Stored items

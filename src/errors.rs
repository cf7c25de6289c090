//! Unified error type for `FleetDesk`.
//!
//! Every layer (core, storage, bot) returns [`Result`]. Bot commands surface the
//! `Display` form of these errors directly to the operator.

use chrono::NaiveDate;
use thiserror::Error;

/// Crate-wide error type.
#[derive(Debug, Error)]
pub enum Error {
    /// Invalid or unreadable configuration
    #[error("Configuration error: {message}")]
    Config {
        /// What went wrong
        message: String,
    },

    /// Input rejected before reaching the database
    #[error("Validation error: {message}")]
    Validation {
        /// Human-readable reason
        message: String,
    },

    /// A monetary amount that is not finite or out of range
    #[error("Invalid amount: {amount}")]
    InvalidAmount {
        /// The rejected amount
        amount: f64,
    },

    /// End date earlier than start date
    #[error("Invalid date range: {end} is before {start}")]
    InvalidDateRange {
        /// Rental start
        start: NaiveDate,
        /// Rental end
        end: NaiveDate,
    },

    /// Row lookup by primary key or natural key failed
    #[error("{entity} '{key}' not found")]
    NotFound {
        /// Table-level name of the entity (e.g. "car")
        entity: &'static str,
        /// Identifier used for the lookup
        key: String,
    },

    /// Delete refused because other rows still reference this one
    #[error("Cannot delete {entity} '{key}': it is still referenced by {dependents}")]
    InUse {
        /// Entity that was going to be deleted
        entity: &'static str,
        /// Its identifier
        key: String,
        /// Description of what references it
        dependents: String,
    },

    /// Car is not in the `available` state
    #[error("Car '{plate}' is not available (current status: {status})")]
    CarUnavailable {
        /// License plate of the car
        plate: String,
        /// Its current status
        status: String,
    },

    /// Command attempted without an open session
    #[error("Access denied: log in with /login first")]
    Unauthorized,

    /// Object storage rejected an upload
    #[error("Storage error: {message}")]
    Storage {
        /// Response body or reason
        message: String,
    },

    /// Database error from `SeaORM`
    #[error("Database error: {0}")]
    Database(#[from] sea_orm::DbErr),

    /// HTTP client error
    #[error("HTTP error: {0}")]
    Http(#[from] reqwest::Error),

    /// I/O error
    #[error("I/O error: {0}")]
    Io(#[from] std::io::Error),

    /// Missing environment variable
    #[error("Environment variable error: {0}")]
    EnvVar(#[from] std::env::VarError),

    /// String formatting error
    #[error("Formatting error: {0}")]
    Fmt(#[from] std::fmt::Error),

    /// PDF rendering error
    #[error("PDF error: {0}")]
    Pdf(#[from] printpdf::Error),

    /// Serenity/Poise framework error
    #[error("Serenity/Poise framework error: {0}")]
    #[allow(clippy::enum_variant_names)]
    FrameworkError(Box<poise::serenity_prelude::Error>),
}

impl From<poise::serenity_prelude::Error> for Error {
    fn from(value: poise::serenity_prelude::Error) -> Self {
        Self::FrameworkError(Box::new(value))
    }
}

impl Error {
    /// Shorthand for a [`Error::NotFound`] keyed by a numeric id.
    #[must_use]
    pub fn not_found(entity: &'static str, id: i64) -> Self {
        Self::NotFound {
            entity,
            key: id.to_string(),
        }
    }

    /// Shorthand for a [`Error::Validation`].
    pub fn validation(message: impl Into<String>) -> Self {
        Self::Validation {
            message: message.into(),
        }
    }
}

/// Convenience `Result` type
pub type Result<T> = std::result::Result<T, Error>;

About this task =>
The expected answer is a copy of every line in the entries that holds the word "type".

Task answer =>
//! Unified error type for `FleetDesk`.
/// Crate-wide error type.
/// Convenience `Result` type
pub type Result<T> = std::result::Result<T, Error>;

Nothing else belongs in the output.